-- DATASET EXTRACT follows --
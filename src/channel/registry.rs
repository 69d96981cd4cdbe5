//! Subscription registry.
//!
//! The registry is the single source of truth for what the application wants
//! to hear, independent of whether a connection exists. The supervisor
//! replays it after every handshake.
//!
//! Each entry owns a [`Slot`] that gates delivery. Unsubscribing clears the
//! slot's `active` flag and then takes its gate once, so by the time
//! unsubscribe returns no handler call for it is running or can start.

// ============================================================================
// Imports
// ============================================================================

use std::fmt;
use std::panic::{AssertUnwindSafe, catch_unwind};
use std::sync::Arc;
use std::sync::atomic::{AtomicBool, Ordering};

use parking_lot::{Mutex, ReentrantMutex};
use rustc_hash::FxHashMap;
use tracing::{debug, error};

use crate::error::{Error, Result};
use crate::identifiers::{Generation, SubscriptionId};
use crate::protocol::Message;

// ============================================================================
// Types
// ============================================================================

/// Callback invoked for every message on a subscribed destination.
pub type Handler = Arc<dyn Fn(&Message) + Send + Sync>;

/// Registry shared by channel handles and the supervisor.
pub(crate) type SharedRegistry = Arc<Mutex<SubscriptionRegistry>>;

// ============================================================================
// SubscriptionHandle
// ============================================================================

/// Receipt returned by `subscribe`, passed back to `unsubscribe`.
///
/// Subscribing twice to one destination returns equal handles. A handle
/// kept across an unsubscribe/subscribe cycle no longer matches the entry.
#[derive(Debug, Clone, PartialEq, Eq, Hash)]
pub struct SubscriptionHandle {
    destination: String,
    id: SubscriptionId,
}

impl SubscriptionHandle {
    /// Returns the subscribed destination.
    #[inline]
    #[must_use]
    pub fn destination(&self) -> &str {
        &self.destination
    }

    /// Returns the wire subscription id.
    #[inline]
    #[must_use]
    pub fn id(&self) -> SubscriptionId {
        self.id
    }
}

// ============================================================================
// Slot
// ============================================================================

/// Outcome of one delivery attempt.
#[derive(Debug, Clone, Copy, PartialEq, Eq)]
pub(crate) enum Delivery {
    /// Handler ran to completion.
    Delivered,
    /// Slot was deactivated before the handler could run.
    Inactive,
    /// Handler panicked; the panic was contained.
    Panicked,
}

/// Delivery endpoint of one registry entry.
pub(crate) struct Slot {
    destination: String,
    id: SubscriptionId,
    active: AtomicBool,
    handler: Mutex<Handler>,
    gate: ReentrantMutex<()>,
}

impl Slot {
    fn new(destination: String, id: SubscriptionId, handler: Handler) -> Self {
        Self {
            destination,
            id,
            active: AtomicBool::new(true),
            handler: Mutex::new(handler),
            gate: ReentrantMutex::new(()),
        }
    }

    #[inline]
    pub(crate) fn id(&self) -> SubscriptionId {
        self.id
    }

    #[inline]
    pub(crate) fn is_active(&self) -> bool {
        self.active.load(Ordering::SeqCst)
    }

    /// Runs the handler once for `message` if the slot is still active.
    pub(crate) fn deliver(&self, message: &Message) -> Delivery {
        let _gate = self.gate.lock();
        if !self.is_active() {
            return Delivery::Inactive;
        }

        let handler = Arc::clone(&self.handler.lock());
        match catch_unwind(AssertUnwindSafe(|| handler(message))) {
            Ok(()) => Delivery::Delivered,
            Err(_) => {
                let e = Error::handler_panicked(&self.destination);
                error!(destination = %self.destination, error = %e, "Subscription handler panicked");
                Delivery::Panicked
            }
        }
    }

    /// Waits for an in-flight delivery to finish.
    ///
    /// Re-entrant, so a handler may unsubscribe itself.
    pub(crate) fn quiesce(&self) {
        drop(self.gate.lock());
    }

    fn deactivate(&self) {
        self.active.store(false, Ordering::SeqCst);
    }
}

impl fmt::Debug for Slot {
    fn fmt(&self, f: &mut fmt::Formatter<'_>) -> fmt::Result {
        f.debug_struct("Slot")
            .field("destination", &self.destination)
            .field("id", &self.id)
            .field("active", &self.is_active())
            .finish_non_exhaustive()
    }
}

// ============================================================================
// SubscriptionRegistry
// ============================================================================

#[derive(Debug)]
struct Entry {
    slot: Arc<Slot>,
    /// Insertion order, used for replay.
    seq: u64,
    /// Generation the entry was last subscribed on the wire under.
    wire: Option<Generation>,
}

/// Entry removed by [`SubscriptionRegistry::remove`].
#[derive(Debug)]
pub(crate) struct Removed {
    pub(crate) slot: Arc<Slot>,
    pub(crate) wire: Option<Generation>,
}

/// Destination → subscription map.
#[derive(Debug)]
pub(crate) struct SubscriptionRegistry {
    entries: FxHashMap<String, Entry>,
    next_seq: u64,
    /// The supervisor owns the wire subscription for this destination.
    personal: String,
}

impl SubscriptionRegistry {
    pub(crate) fn new(personal: impl Into<String>) -> Self {
        Self {
            entries: FxHashMap::default(),
            next_seq: 0,
            personal: personal.into(),
        }
    }

    /// Wraps a registry for sharing.
    pub(crate) fn shared(personal: impl Into<String>) -> SharedRegistry {
        Arc::new(Mutex::new(Self::new(personal)))
    }

    /// Adds or updates the entry for `destination`.
    ///
    /// An existing entry keeps its id and wire state; only its handler is
    /// replaced.
    pub(crate) fn insert(&mut self, destination: &str, handler: Handler) -> SubscriptionHandle {
        if let Some(entry) = self.entries.get(destination) {
            *entry.slot.handler.lock() = handler;
            debug!(destination, id = %entry.slot.id, "Subscription handler replaced");
            return SubscriptionHandle {
                destination: destination.to_string(),
                id: entry.slot.id,
            };
        }

        let id = SubscriptionId::next();
        let seq = self.next_seq;
        self.next_seq += 1;

        let slot = Arc::new(Slot::new(destination.to_string(), id, handler));
        self.entries.insert(
            destination.to_string(),
            Entry {
                slot,
                seq,
                wire: None,
            },
        );

        debug!(destination, %id, "Subscription registered");
        SubscriptionHandle {
            destination: destination.to_string(),
            id,
        }
    }

    /// Removes the entry matching `handle` and marks it inactive.
    ///
    /// Returns `None` if the handle is stale. The caller must call
    /// [`Slot::quiesce`] after releasing the registry lock.
    pub(crate) fn remove(&mut self, handle: &SubscriptionHandle) -> Option<Removed> {
        let matches = self
            .entries
            .get(&handle.destination)
            .is_some_and(|entry| entry.slot.id == handle.id);
        if !matches {
            debug!(destination = %handle.destination, id = %handle.id, "Ignoring stale subscription handle");
            return None;
        }

        let entry = self.entries.remove(&handle.destination)?;
        entry.slot.deactivate();
        debug!(destination = %handle.destination, id = %handle.id, "Subscription removed");

        Some(Removed {
            slot: entry.slot,
            wire: entry.wire,
        })
    }

    /// Returns the delivery slot for `destination`.
    pub(crate) fn slot(&self, destination: &str) -> Option<Arc<Slot>> {
        self.entries.get(destination).map(|e| Arc::clone(&e.slot))
    }

    /// Claims the wire subscription for `destination` on `generation`.
    ///
    /// Returns the id to SUBSCRIBE with, or `None` if the entry is gone,
    /// already live on this generation, or the personal destination.
    pub(crate) fn claim(&mut self, destination: &str, generation: Generation) -> Option<SubscriptionId> {
        if destination == self.personal {
            return None;
        }
        let entry = self.entries.get_mut(destination)?;
        if entry.wire == Some(generation) || !entry.slot.is_active() {
            return None;
        }
        entry.wire = Some(generation);
        Some(entry.slot.id)
    }

    /// Subscribes every active entry in insertion order.
    ///
    /// `send` is called once per entry not yet live on `generation`. Stops
    /// at the first error.
    ///
    /// # Errors
    ///
    /// Returns the first error from `send`.
    pub(crate) fn replay<F>(&mut self, generation: Generation, mut send: F) -> Result<usize>
    where
        F: FnMut(&str, SubscriptionId) -> Result<()>,
    {
        let mut ordered: Vec<_> = self
            .entries
            .iter_mut()
            .filter(|(destination, _)| **destination != self.personal)
            .collect();
        ordered.sort_by_key(|(_, entry)| entry.seq);

        let mut sent = 0;
        for (destination, entry) in ordered {
            if entry.wire == Some(generation) || !entry.slot.is_active() {
                continue;
            }
            send(destination, entry.slot.id)?;
            entry.wire = Some(generation);
            sent += 1;
        }

        Ok(sent)
    }

    /// Forgets which generation each entry is live on.
    pub(crate) fn reset_wire(&mut self) {
        for entry in self.entries.values_mut() {
            entry.wire = None;
        }
    }

    /// Deactivates and drops every entry.
    pub(crate) fn clear(&mut self) -> Vec<Arc<Slot>> {
        self.entries
            .drain()
            .map(|(_, entry)| {
                entry.slot.deactivate();
                entry.slot
            })
            .collect()
    }

    #[inline]
    pub(crate) fn len(&self) -> usize {
        self.entries.len()
    }

    #[inline]
    pub(crate) fn is_empty(&self) -> bool {
        self.entries.is_empty()
    }

    #[inline]
    pub(crate) fn contains(&self, destination: &str) -> bool {
        self.entries.contains_key(destination)
    }

    /// Returns destinations in insertion order.
    pub(crate) fn destinations(&self) -> Vec<String> {
        let mut entries: Vec<_> = self.entries.iter().collect();
        entries.sort_by_key(|(_, entry)| entry.seq);
        entries.into_iter().map(|(d, _)| d.clone()).collect()
    }
}

// ============================================================================
// Tests
// ============================================================================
-- DATASET EXTRACT concluded --
:: EXERCISE AIM ::
Starting with the first line of the entries and ending with the line that has "by the time", copy each line exactly and add nothing.

:: RESPONSE AREA ::
filename src/channel/registry.rs
repository 69d96981cd4cdbe5
//! Subscription registry.
//!
//! The registry is the single source of truth for what the application wants
//! to hear, independent of whether a connection exists. The supervisor
//! replays it after every handshake.
//!
//! Each entry owns a [`Slot`] that gates delivery. Unsubscribing clears the
//! slot's `active` flag and then takes its gate once, so by the time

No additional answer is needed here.